[ad_1]
A leading cardiologist at Harvard Medical School and Brigham and Women's Hospital in Boston fabricated or falsified data in 31 published studies that should be retracted, officials said.
Dr. Piero Anversa, a cardiologist, published research suggesting that damaged heart muscle could be regenerated with stem cells, a type of cell capable of turning into a variety of other cells.
Although other laboratories have not been able to replicate its findings, this work has led to the creation of new companies to develop new treatments for heart attacks and strokes, and have inspired a huge clinical trial funded by the National Institutes of Health.
"Some articles may seem alarming, but 31 additional articles are almost unknown," said Benoit Bruneau, deputy director of cardiovascular research at the Gladstone Institutes in San Francisco. "It's almost complete work, and therefore almost an entire field of research, that is in question."

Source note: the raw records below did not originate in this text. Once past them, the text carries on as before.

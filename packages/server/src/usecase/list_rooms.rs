//! UseCase: 所属ルーム一覧取得処理

use std::sync::Arc;

use tokio::sync::Mutex;

use crate::domain::{ConnectionId, Room, RoomDirectory, RoomRegistry};

use super::error::ListRoomsError;

/// 所属ルーム一覧取得のユースケース
///
/// デフォルトルームは一覧に含まれない（クライアントは常に知っている）。
pub struct ListRoomsUseCase {
    /// 在室状態の唯一の所有者
    registry: Arc<Mutex<RoomRegistry>>,
    /// Room Directory（永続ストアの抽象化）
    directory: Arc<dyn RoomDirectory>,
}

impl ListRoomsUseCase {
    /// 新しい ListRoomsUseCase を作成
    pub fn new(registry: Arc<Mutex<RoomRegistry>>, directory: Arc<dyn RoomDirectory>) -> Self {
        Self {
            registry,
            directory,
        }
    }

    /// 要求元ユーザーの所属ルーム一覧を取得（新しい順）
    pub async fn execute(&self, connection_id: &ConnectionId) -> Result<Vec<Room>, ListRoomsError> {
        let identity = {
            let registry = self.registry.lock().await;
            registry
                .identity_of(connection_id)
                .cloned()
                .ok_or(ListRoomsError::UnknownSession)?
        };

        self.directory
            .find_rooms_for_user(&identity.user_id)
            .await
            .map_err(|e| {
                tracing::error!("Room listing failed: {}", e);
                ListRoomsError::Storage(e)
            })
    }
}
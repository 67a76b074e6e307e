//! WebSocket connection handlers.
//!
//! 接続確立時に Identity Gate で認証し、以後のイベントをユースケースに
//! 振り分ける。マルチキャストの JSON はここで組み立て、配信対象の計算は
//! ユースケース側のスナップショットに従う。

use std::sync::Arc;

use axum::{
    extract::{
        Query, State,
        ws::{Message, WebSocket, WebSocketUpgrade},
    },
    http::StatusCode,
    response::IntoResponse,
};
use futures_util::{sink::SinkExt, stream::StreamExt};
use serde::Deserialize;
use tokio::sync::mpsc;

use crate::{
    domain::{
        ConnectionId, ConnectionIdFactory, EvictedRoom, RoomId, Roster,
    },
    infrastructure::dto::{
        conversion::roster_to_dto,
        websocket::{
            ChatMessage, ClientEvent, ErrorMessage, MessageDto, MessageType, MyRoomsMessage,
            RoomCatalogChangedMessage, RoomCreatedMessage, RoomHistoryMessage, RoomJoinedMessage,
            RoomSummaryDto, RosterUpdateMessage, TypingStartMessage, TypingStopMessage,
        },
    },
    ui::state::AppState,
    usecase::{JoinOutcome, SendOutcome},
};

/// Query parameters for WebSocket connection
#[derive(Debug, Deserialize)]
pub struct ConnectQuery {
    pub token: String,
}

pub async fn websocket_handler(
    ws: WebSocketUpgrade,
    State(state): State<Arc<AppState>>,
    Query(query): Query<ConnectQuery>,
) -> Result<impl IntoResponse, StatusCode> {
    // 認証が通るまで接続は保留。拒否ならルーム側の副作用は一切ない。
    let identity = match state.identity_gate.authenticate(&query.token).await {
        Ok(identity) => identity,
        Err(e) => {
            tracing::warn!("Authentication failed: {}", e);
            return Err(StatusCode::UNAUTHORIZED);
        }
    };

    let connection_id = ConnectionIdFactory::generate()
        .map_err(|_| StatusCode::INTERNAL_SERVER_ERROR)?;

    // Create a channel for this connection to receive messages
    let (tx, rx) = mpsc::unbounded_channel();

    let username = identity.username.as_str().to_string();
    let roster = state
        .connect_session_usecase
        .execute(connection_id.clone(), identity, tx)
        .await;

    tracing::info!(
        "Connection '{}' authenticated as '{}'",
        connection_id.as_str(),
        username
    );

    // デフォルトルームのロスターを新規接続込みで配る。新規接続への分は
    // チャンネルに積まれ、アップグレード完了後に届く。
    let targets: Vec<ConnectionId> = roster.keys().cloned().collect();
    let roster_json = roster_update_json(&RoomId::default_room(), roster);
    if let Err(e) = state
        .connect_session_usecase
        .broadcast_roster(targets, &roster_json)
        .await
    {
        tracing::warn!("Failed to broadcast roster-update: {}", e);
    }

    Ok(ws.on_upgrade(move |socket| handle_socket(socket, state, connection_id, rx)))
}

/// Spawns a task that receives messages from the rx channel and pushes them
/// to the WebSocket sender.
fn pusher_loop(
    mut rx: mpsc::UnboundedReceiver<String>,
    mut sender: futures_util::stream::SplitSink<WebSocket, Message>,
) -> tokio::task::JoinHandle<()> {
    tokio::spawn(async move {
        while let Some(msg) = rx.recv().await {
            // Send the message to this connection
            if sender.send(Message::Text(msg.into())).await.is_err() {
                break;
            }
        }
    })
}

async fn handle_socket(
    socket: WebSocket,
    state: Arc<AppState>,
    connection_id: ConnectionId,
    rx: mpsc::UnboundedReceiver<String>,
) {
    let (sender, mut receiver) = socket.split();

    // Spawn a task to push messages from other connections to this client
    let mut send_task = pusher_loop(rx, sender);

    let state_clone = state.clone();
    let connection_id_clone = connection_id.clone();

    // Spawn a task to receive events from this connection
    let mut recv_task = tokio::spawn(async move {
        while let Some(msg) = receiver.next().await {
            let msg = match msg {
                Ok(msg) => msg,
                Err(e) => {
                    tracing::error!("WebSocket error: {}", e);
                    break;
                }
            };

            match msg {
                Message::Text(text) => {
                    let event = match serde_json::from_str::<ClientEvent>(&text) {
                        Ok(event) => event,
                        Err(e) => {
                            tracing::warn!("Failed to parse client event: {}", e);
                            continue;
                        }
                    };
                    dispatch_event(&state_clone, &connection_id_clone, event).await;
                }
                Message::Ping(_) => {
                    tracing::debug!("Received ping");
                    // Ping/pong is handled automatically by the WebSocket protocol
                }
                Message::Close(_) => {
                    tracing::info!(
                        "Connection '{}' requested close",
                        connection_id_clone.as_str()
                    );
                    break;
                }
                _ => {}
            }
        }
    });

    // If any one of the tasks completes, abort the other
    tokio::select! {
        _ = &mut recv_task => send_task.abort(),
        _ = &mut send_task => recv_task.abort(),
    };

    // トランスポート切断による後始末。クライアントが disconnecting を
    // 送っていた場合は 2 回目の呼び出しになるが、冪等なので安全。
    run_disconnect(&state, &connection_id).await;
    tracing::info!("Connection '{}' cleaned up", connection_id.as_str());
}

Harvard Medical School and Brigham and Women's Hospital began their review of Dr. Antwerpa's publications in January 2013. In April 2017, Brigham and Women's Hospital agreed to donate $ 10 million to the government. federal government to resolve charges that Dr. Anversa submitted fraudulent data to enable research. funding.
Officials at Harvard refused to say why it took so long to act on Dr. Antwerpa's published works. Dr. Anversa could not be reached for comment.
The cardiologist became famous in 2001 with a flashy paper claiming that, contrary to scientific consensus, the heart muscle could be regenerated. If that were true, the research would have been of enormous importance to patients around the world.
His method was to collect stem cells from the bone marrow and inject them into the heart. As if by magic, he said, the stem cells turned into heart cells and repaired the damage. The first studies were conducted on mice, but the discovery electrified the researchers.
[[[[Like the Science Times page on Facebook. | Sign up for the Science Times Bulletin.]
Companies have been created, including one led by Dr. Antwerpa, based on the assertion that by injecting stem cells, they could treat hearts damaged by a heart attack.
Yet researchers have not managed to replicate the work. In a paper, Dr.. Irving Weissman, co-director of the Institute for Stem Cell and Regenerative Medicine at Stanford University, and his colleagues concluded that the bone marrow cells injected into the heart remain bone marrow cells.
Another paper, written by Dr. Charles Murry of the University of Washington at Seattle and his colleagues, came to the same conclusion and stated that the failures in the replication of Dr. Antwerpa's work "raise a warning."
But Dr. Antwerpa stood firm. In fact, his response was "you do not know how to do it," said Dr. Bruneau.
"Many labs have said," O.K., game on. We will continue to try to do it, "he added. But the list of chess has increased.
Dr. Anversa claimed to have discovered that bone marrow cells were not needed to repair the heart muscle. The heart has its own stem cells, can be removed, multiply in a petri dish and reinject into the heart to replace and repair damaged cells.
Nobody was able to make these experiments work, said Jeffery D. Molkentin, a professor at the Howard Hughes Medical Institute and the Cincinnati Children's Institute.
Dr. Molkentin has found a way to label and trace the stem cell line transformed into cells. This allowed him to determine whether cardiac cells were derived from these stem cells.
The answer was no, and in 2014, he published an article that should have been put forward. All claims claim that stem cells could turn into mature heart cells and repopulate.
A study published in the journal Circulation by Dr. Anversa was withdrawn in 2014 after the coauthors wrote to the journal to say that the data in the document was not data that they had generated. Dr. Antwerpa left Harvard and Brigham and Women's in 2015.
Despite the troubling questions raised about the work on stem cells, the National Heart, Lung and Blood Institute has launched a clinical trial of stem cells injected for heart failure patients.
The study is still recruiting patients. And there are still companies selling stem cell therapy for damaged hearts.
In recent years, however, skeptical researchers have considered other possibilities for treating the heart. "The field has shrunk a lot," said Dr. Molkentin.
Some scientists have wondered how a line of questionable research has persisted for so long. Dr. Molkentin may have said that the experts were too shy to take a stand.
But what about companies that sell stem cell-based treatments for the heart?
"People wanted to believe," he said.